Scale agent retrieval workloads with Milvus
Use Milvus to create vector collections, ingest embeddings, and serve filtered similarity search for RAG and agent retrieval workloads.
npx skills add agentskillexchange/skills --skill scale-agent-retrieval-workloads-with-milvus
Milvus is a cloud-native vector database for scalable approximate nearest-neighbor search. This skill is for operators who need a repeatable retrieval workflow: deploy Milvus, create vector collections, ingest embeddings, tune indexes, and expose filtered similarity search to a RAG or agent application. Invoke it when an agent needs production-grade retrieval infrastructure instead of a simple local vector store. The boundary is the retrieval operations workflow for agent systems, not a generic database listing.
What this skill actually does
Inputs and prerequisites: Milvus, embedding model, agent or RAG application.
Setup notes: Follow the Milvus deployment documentation, create collections and indexes for embeddings, ingest vectors, then connect the retrieval endpoint to the agent or RAG workflow.
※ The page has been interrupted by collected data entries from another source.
//! Points on the Kummer surface and the √5 endomorphism.
//!
//! A point is four homogeneous-style coordinates; the surface's distinguished
//! "zero class" is the locus where the first three vanish. The endomorphism
//! is an ordered quadruple of polynomials (one per output coordinate),
//! immutable for a given curve h and shared read-only across iterations.

use rug::ops::RemRounding;
use rug::Integer;

use crate::poly::Poly4;

/// A 4-coordinate point, carried modulo the current candidate.
///
/// No coordinate is privileged except by the zero-class test, which reads
/// only the first three.
#[derive(Debug, Clone, PartialEq, Eq)]
pub struct Point(pub [Integer; 4]);

impl Point {
    pub fn new(coords: [Integer; 4]) -> Self {
        Point(coords)
    }

    /// Every coordinate reduced into `[0, modulus)`.
    pub fn reduce_mod(&self, modulus: &Integer) -> Point {
        Point(std::array::from_fn(|i| {
            Integer::from(&self.0[i]).rem_euc(modulus)
        }))
    }

    /// True when the first three coordinates are all zero.
    pub fn is_zero_class(&self) -> bool {
        self.0[0] == 0 && self.0[1] == 0 && self.0[2] == 0
    }
}

impl From<[i64; 4]> for Point {
    fn from(v: [i64; 4]) -> Self {
        Point(v.map(Integer::from))
    }
}

/// The multiplication-by-√5 map: four polynomials, one per output coordinate.
#[derive(Debug, Clone, PartialEq, Eq)]
pub struct Endomorphism {
    polys: [Poly4; 4],
}

impl Endomorphism {
    pub fn new(polys: [Poly4; 4]) -> Self {
        Endomorphism { polys }
    }

    /// The identity map: output coordinate i is input coordinate i.
    pub fn identity() -> Self {
        Endomorphism {
            polys: std::array::from_fn(Poly4::coordinate),
        }
    }

    pub fn polys(&self) -> &[Poly4; 4] {
        &self.polys
    }

    /// Apply the map to a point, reducing every output coordinate modulo
    /// `modulus`. The input point is not touched.
    pub fn apply_mod(&self, pt: &Point, modulus: &Integer) -> Point {
        Point(std::array::from_fn(|i| self.polys[i].eval_mod(&pt.0, modulus)))
    }
}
Source and verification boundary: use https://github.com/milvus-io/milvus as the canonical reference before running the workflow; keep commands, API calls, CLI usage, and generated outputs reviewable against that upstream source.
Framework fit: publish this as a Multi-Framework workflow only when the operator can invoke the documented toolchain directly, rather than treating the upstream project as a generic product listing.